French Food

This undoubtedly stems from our love of celebrity chefs; Raymond Blanc and Michel Roux Jr have both given us insights into the food they grew up on; it is inexpensive and simple, and not at all what we would expect Michelin star chefs to cook. However, there is something endearing about watching these men who are so famous and so acclaimed for their cooking go back to their roots and cook simple French dishes that they ate when they were growing up, and that inspired them to become world-class chefs in the first place.

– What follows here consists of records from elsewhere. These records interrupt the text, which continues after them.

#![no_std]

// Shared logic for the wheel telemetry feature set.
//
// This crate stays portable across MCU firmware and the host service by avoiding
// the Rust standard library. Platform crates supply the instant type, the raw
// mutex flavour, and the analog source.

pub mod api;
pub mod config;
pub mod pulse;
pub mod query;
pub mod telemetry;
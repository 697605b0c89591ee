// Unless otherwise noted, this file is released and thus subject to the
// terms of the Mozilla Public License Version 2.0 (MPL2). Also, it is
// "Incompatible With Secondary Licenses", as defined by the MPL2.
// If a copy of the MPL2 was not distributed with this file, you can
// obtain one at https://mozilla.org/MPL/2.0/.

//! MMIO register dispatch for both CPUs. Registers shared between the
//! cores live in the `Nds` impl; per-CPU registers are declared on the
//! respective bus view. Byte-lane composition goes through the helpers
//! in `common`; side effects receive the masked section of the write.

use std::mem;

use arm_core::{interface::RwType, Interrupt};
use common::{
    components::io::{get_mmio_apply, section, set_mmio_apply, FAILED_READ, FAILED_WRITE},
    io08, io16, io32, iow08, iow16, iow32,
    numutil::NumExt,
};

use crate::{addr::*, memory::WramStatus, Nds, Nds7, Nds9, NdsCpu};

impl Nds {
    pub(crate) fn get_mmio_shared<DS: NdsCpu>(&mut self, a: u32) -> (u32, u32, u32) {
        // IPC
        io16!(a, IPCSYNC, self.fifo.sync_read(DS::I));
        io16!(a, IPCFIFOCNT, self.fifo.cnt_read(DS::I));
        io32!(a, IPCFIFORECV, {
            let (value, intr) = self.fifo.receive(DS::I);
            self.maybe_irq_to_other(DS::I, intr);
            value
        });

        // Interrupt control
        io32!(a, IME, self.cpu_state(DS::I).intr.ime as u32);
        io32!(a, IE, self.cpu_state(DS::I).intr.ie);
        io32!(a, IF, self.cpu_state(DS::I).intr.if_);

        // Misc
        io08!(a, POSTFLG, self.memory.postflg[DS::I]);

        log::debug!("CPU{}: read from unknown IO register 0x{a:X}", DS::I);
        FAILED_READ
    }

    pub(crate) fn set_mmio_shared<DS: NdsCpu>(&mut self, a: u32, v: u32, m: u32) -> (u32, u32) {
        let s8 = section::<u8>(a, v, m);
        let s16 = section::<u16>(a, v, m);
        let s32 = section::<u32>(a, v, m);

        // IPC
        iow16!(a, IPCSYNC, {
            if self.fifo.sync_write(DS::I, s16) {
                self.send_irq(DS::I ^ 1, Interrupt::IpcSync);
            }
        });
        iow16!(a, IPCFIFOCNT, self.fifo.cnt_write(DS::I, s16));
        iow32!(a, IPCFIFOSEND, {
            let intr = self.fifo.send(DS::I, s32.with(0));
            self.maybe_irq_to_other(DS::I, intr);
        });

        // Interrupt control
        iow32!(a, IME, {
            let ime = s32.with(self.cpu_state(DS::I).intr.ime as u32);
            self.cpu_state_mut(DS::I).intr.ime = ime.is_bit(0);
        });
        iow32!(a, IE, s32.apply(&mut self.cpu_state_mut(DS::I).intr.ie));
        // Acknowledge is write-1-to-clear
        iow32!(a, IF, self.cpu_state_mut(DS::I).intr.if_ &= !s32.raw());

        // Misc
        iow08!(a, POSTFLG, self.memory.postflg[DS::I] |= s8.raw() & 1);

        log::debug!(
            "CPU{}: write to unknown IO register 0x{a:X} (value 0x{v:X})",
            DS::I
        );
        FAILED_WRITE
    }
}

impl Nds7 {
    pub(crate) fn get_mmio<T: RwType>(&mut self, addr: u32) -> T {
        get_mmio_apply(addr, |a| {
            io08!(a, WRAMSTAT, self.memory.wram_status as u8);
            self.get_mmio_shared::<Self>(a)
        })
    }

    pub(crate) fn set_mmio<T: RwType>(&mut self, addr: u32, value: T) {
        set_mmio_apply(addr, value, |a, v, m| {
            let s8 = section::<u8>(a, v, m);

            iow08!(a, HALTCNT, {
                if s8.raw() >> 6 == 2 {
                    self.cpu7.halt_on_irq();
                }
            });

            self.set_mmio_shared::<Self>(a, v, m)
        })
    }
}

impl Nds9 {
    pub(crate) fn get_mmio<T: RwType>(&mut self, addr: u32) -> T {
        get_mmio_apply(addr, |a| {
            // Geometry engine
            io32!(a, GXSTAT, self.gx.status_read());

            // Memory control
            io08!(a, WRAMCNT, self.memory.wram_status as u8);

            self.get_mmio_shared::<Self>(a)
        })
    }

    pub(crate) fn set_mmio<T: RwType>(&mut self, addr: u32, value: T) {
        set_mmio_apply(addr, value, |a, v, m| {
            let s8 = section::<u8>(a, v, m);
            let s32 = section::<u32>(a, v, m);

            // Geometry engine: the FIFO window and the command ports take
            // whole words
            if matches!(a & !3, GXFIFO..=GXFIFO_END) {
                Nds::gx_fifo_write(self, s32.with(0));
                return (a & 3, 4);
            }
            if matches!(a & !3, GXCMDPORT..=GXCMDPORT_END) {
                Nds::gx_cmd_port_write(self, a & !3, s32.with(0));
                return (a & 3, 4);
            }
            iow32!(a, GXSTAT, {
                if self.gx.status_write(s32) {
                    self.send_irq(1, Interrupt::GeometryFifo);
                }
            });

            // Memory control
            iow08!(a, WRAMCNT, {
                self.memory.wram_status = unsafe { mem::transmute(s8.raw() & 3) };
            });

            self.set_mmio_shared::<Self>(a, v, m)
        })
    }
}
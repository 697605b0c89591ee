// Unless otherwise noted, this file is released and thus subject to the
// terms of the Mozilla Public License Version 2.0 (MPL2). Also, it is
// "Incompatible With Secondary Licenses", as defined by the MPL2.
// If a copy of the MPL2 was not distributed with this file, you can
// obtain one at https://mozilla.org/MPL/2.0/.

//! Decode of the 16-bit instruction set into visitor calls. The dispatch
//! table has 1024 entries indexed by the instruction's top 10 bits.

use std::fmt::UpperHex;

use bitmatch::bitmatch;
use common::numutil::{NumExt, U16Ext};
use num_traits::FromPrimitive;

use super::ThumbVisitor;
use crate::{
    memory::{Address, RelativeOffset},
    state::{LowRegister, Register},
};

#[derive(Copy, Clone)]
pub struct ThumbInst(u16);

impl ThumbInst {
    pub fn of(inst: u16) -> Self {
        Self(inst)
    }

    pub fn reg(self, idx: u16) -> LowRegister {
        LowRegister(self.0.bits(idx, 3))
    }

    pub fn reg16(self) -> (Register, Register) {
        (
            Register(self.0.bits(3, 4)),
            Register(self.reg(0).0 | (self.0.bit(7) << 3)),
        )
    }

    pub fn imm5(self) -> u32 {
        self.0.bits(6, 5).u32()
    }

    pub fn imm7(self) -> u32 {
        ((self.0 & 0x7F) << 2) as u32
    }

    pub fn imm8(self) -> u32 {
        (self.0 & 0xFF).u32()
    }

    pub fn imm10(self) -> i16 {
        self.0.i10()
    }

    pub fn imm11(self) -> u32 {
        self.0.bits(0, 11).u32() << 1
    }

    pub fn is_bit(self, bit: u16) -> bool {
        self.0.is_bit(bit)
    }

    fn thumb4(self) -> Thumb4Op {
        Thumb4Op::from_u16(self.0.bits(6, 4)).unwrap()
    }
}

impl UpperHex for ThumbInst {
    fn fmt(&self, f: &mut std::fmt::Formatter<'_>) -> std::fmt::Result {
        UpperHex::fmt(&self.0, f)
    }
}

#[derive(Debug, Copy, Clone, PartialEq, Eq)]
pub enum Thumb1Op {
    Lsl,
    Lsr,
    Asr,
    Add,
    Sub,
}

#[derive(Debug, Copy, Clone, PartialEq, Eq)]
pub enum Thumb2Op {
    Add,
    Sub,
}

#[derive(Debug, Copy, Clone, PartialEq, Eq)]
pub enum Thumb3Op {
    Mov,
    Cmp,
    Add,
    Sub,
}

#[derive(num_derive::FromPrimitive, Debug, Copy, Clone, PartialEq, Eq)]
pub enum Thumb4Op {
    And = 0,
    Eor,
    Lsl,
    Lsr,
    Asr,
    Adc,
    Sbc,
    Ror,
    Tst,
    Neg,
    Cmp,
    Cmn,
    Orr,
    Mul,
    Bic,
    Mvn,
}

#[derive(Debug, Copy, Clone, PartialEq, Eq, PartialOrd)]
pub enum ThumbStrLdrOp {
    Str = 0,
    Strh,
    Strb,
    Ldsb,
    Ldr,
    Ldrh,
    Ldrb,
    Ldsh,
}

pub(crate) const fn get_lut_table<I: ThumbVisitor>() -> [fn(&mut I, ThumbInst); 1024] {
    let mut lut: [fn(&mut I, ThumbInst); 1024] = [I::thumb_unknown_opcode; 1024];
    let mut i = 0;
    while i < 1024 {
        lut[i] = get_instruction_handler::<I>(i);
        i += 1;
    }
    lut
}

#[bitmatch]
const fn get_instruction_handler<I: ThumbVisitor>(code: usize) -> fn(&mut I, ThumbInst) {
    use Thumb1Op as Op1;
    use Thumb2Op as Op2;
    use Thumb3Op as Op3;
    use ThumbStrLdrOp::*;

    #[bitmatch]
    match code {
        // THUMB.1
        "00000_?????" => |e, i| e.thumb_arithmetic(Op1::Lsl, i.reg(0), i.reg(3), i.imm5()),
        "00001_?????" => |e, i| e.thumb_arithmetic(Op1::Lsr, i.reg(0), i.reg(3), i.imm5()),
        "00010_?????" => |e, i| e.thumb_arithmetic(Op1::Asr, i.reg(0), i.reg(3), i.imm5()),
        // THUMB.2
        "0001110_???" => |e, i| e.thumb_arithmetic(Op1::Add, i.reg(0), i.reg(3), i.reg(6).0.u32()),
        "0001111_???" => |e, i| e.thumb_arithmetic(Op1::Sub, i.reg(0), i.reg(3), i.reg(6).0.u32()),
        "0001100_???" => |e, i| e.thumb_2_reg(Op2::Add, i.reg(0), i.reg(3), i.reg(6)),
        "0001101_???" => |e, i| e.thumb_2_reg(Op2::Sub, i.reg(0), i.reg(3), i.reg(6)),

        // THUMB.3
        "00100_?????" => |e, i| e.thumb_3(Op3::Mov, i.reg(8), i.imm8()),
        "00101_?????" => |e, i| e.thumb_3(Op3::Cmp, i.reg(8), i.imm8()),
        "00110_?????" => |e, i| e.thumb_3(Op3::Add, i.reg(8), i.imm8()),
        "00111_?????" => |e, i| e.thumb_3(Op3::Sub, i.reg(8), i.imm8()),

        // THUMB.4
        "010000_????" => |e, i| e.thumb_alu(i.thumb4(), i.reg(0), i.reg(3)),

        // THUMB.5
        "01000100_??" => |e, i| e.thumb_hi_add(i.reg16()),
        "01000101_??" => |e, i| e.thumb_hi_cmp(i.reg16()),
        "01000110_??" => |e, i| e.thumb_hi_mov(i.reg16()),
        "01000111_??" => |e, i| {
            let (s, d) = i.reg16();
            e.thumb_hi_bx(s, d.0 > 7)
        },

        // THUMB.6
        "01001_?????" => |e, i| e.thumb_ldr6(i.reg(8), Address(i.imm8() << 2)),
        // THUMB.7/8
        "0101000_???" => |e, i| e.thumb_ldrstr78(Str, i.reg(0), i.reg(3), i.reg(6)),
        "0101001_???" => |e, i| e.thumb_ldrstr78(Strh, i.reg(0), i.reg(3), i.reg(6)),
        "0101010_???" => |e, i| e.thumb_ldrstr78(Strb, i.reg(0), i.reg(3), i.reg(6)),
        "0101011_???" => |e, i| e.thumb_ldrstr78(Ldsb, i.reg(0), i.reg(3), i.reg(6)),
        "0101100_???" => |e, i| e.thumb_ldrstr78(Ldr, i.reg(0), i.reg(3), i.reg(6)),
        "0101101_???" => |e, i| e.thumb_ldrstr78(Ldrh, i.reg(0), i.reg(3), i.reg(6)),
        "0101110_???" => |e, i| e.thumb_ldrstr78(Ldrb, i.reg(0), i.reg(3), i.reg(6)),
        "0101111_???" => |e, i| e.thumb_ldrstr78(Ldsh, i.reg(0), i.reg(3), i.reg(6)),
        // THUMB.9
        "01100_?????" => |e, i| e.thumb_ldrstr9(Str, i.reg(0), i.reg(3), Address(i.imm5() << 2)),
        "01101_?????" => |e, i| e.thumb_ldrstr9(Ldr, i.reg(0), i.reg(3), Address(i.imm5() << 2)),
        "01110_?????" => |e, i| e.thumb_ldrstr9(Strb, i.reg(0), i.reg(3), Address(i.imm5())),
        "01111_?????" => |e, i| e.thumb_ldrstr9(Ldrb, i.reg(0), i.reg(3), Address(i.imm5())),
        // THUMB.10
        "10000_?????" => |e, i| e.thumb_ldrstr10(true, i.reg(0), i.reg(3), Address(i.imm5() << 1)),
        "10001_?????" => |e, i| e.thumb_ldrstr10(false, i.reg(0), i.reg(3), Address(i.imm5() << 1)),

        // THUMB.11
        "10010_?????" => |e, i| e.thumb_str_sp(i.reg(8), Address(i.imm8() << 2)),
        "10011_?????" => |e, i| e.thumb_ldr_sp(i.reg(8), Address(i.imm8() << 2)),

        // THUMB.12
        "10100_?????" => |e, i| e.thumb_rel_addr(false, i.reg(8), Address(i.imm8() << 2)),
        "10101_?????" => |e, i| e.thumb_rel_addr(true, i.reg(8), Address(i.imm8() << 2)),

        // THUMB.13
        "10110000_??" => |e, i| {
            let offset = i.imm7() as i32;
            e.thumb_sp_offs(RelativeOffset(if i.is_bit(7) { -offset } else { offset }))
        },

        // THUMB.14
        "10110100_??" => |e, i| e.thumb_push(i.0 as u8, false),
        "10110101_??" => |e, i| e.thumb_push(i.0 as u8, true),
        "10111100_??" => |e, i| e.thumb_pop(i.0 as u8, false),
        "10111101_??" => |e, i| e.thumb_pop(i.0 as u8, true),

        // THUMB.15
        "11000_?????" => |e, i| e.thumb_stmia(i.reg(8), i.0 as u8),
        "11001_?????" => |e, i| e.thumb_ldmia(i.reg(8), i.0 as u8),

        // THUMB.16/17
        "11011111_??" => |e, _| e.thumb_swi(),
        "1101??????" => |e, i| {
            e.thumb_bcond((i.0 >> 8) & 0xF, RelativeOffset((i.imm8() as i8 as i32) * 2))
        },

        // THUMB.18
        "11100_?????" => |e, i| e.thumb_br(RelativeOffset(i.imm10() as i32 * 2)),
        // THUMB.19
        "11110_?????" => |e, i| e.thumb_set_lr(RelativeOffset((i.imm10() as i32) << 12)),
        "11101_?????" => |e, i| e.thumb_bl(Address(i.imm11()), false),
        "11111_?????" => |e, i| e.thumb_bl(Address(i.imm11()), true),

        _ => I::thumb_unknown_opcode,
    }
}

What strikes me as unusual is that we do not seem to embrace rural, rustic food in the same way as the French. I watched The Great British Food Revival a couple of weeks ago and was amazed to see how many people were turning up their noses at the thought of eating rabbit, an ingredient that is rife in the British countryside and an animal that farmers are keen to get rid of due to the fact that they are, essentially, pests. We have got to break away from the idea that rabbits are only meant as pets, and that they are far too cute to be put in a pie. I am not saying that we should all go feral and start acting the way our pre-historic ancestors did in order to get food, but I do feel it is so important to embrace rural dishes in the same way as the French. We have our Lancashire hot pot and the French have their Coq au Vin from Burgundy, we have Chicken Parmesans in the North East, and the French have Cassoulet from Languedoc. We have the regional dishes that we love in Britain but rabbit and even pheasant are two ingredients that seem to be disappearing from our menu, and if you go to a local butcher for them, they will not be expensive at all. You can pick up a rabbit for between £2 and £4 depending on where you go for it.

We need to start having more respect for rural dishes and ingredients, because if we don’t they may disappear into obscurity before we even notice.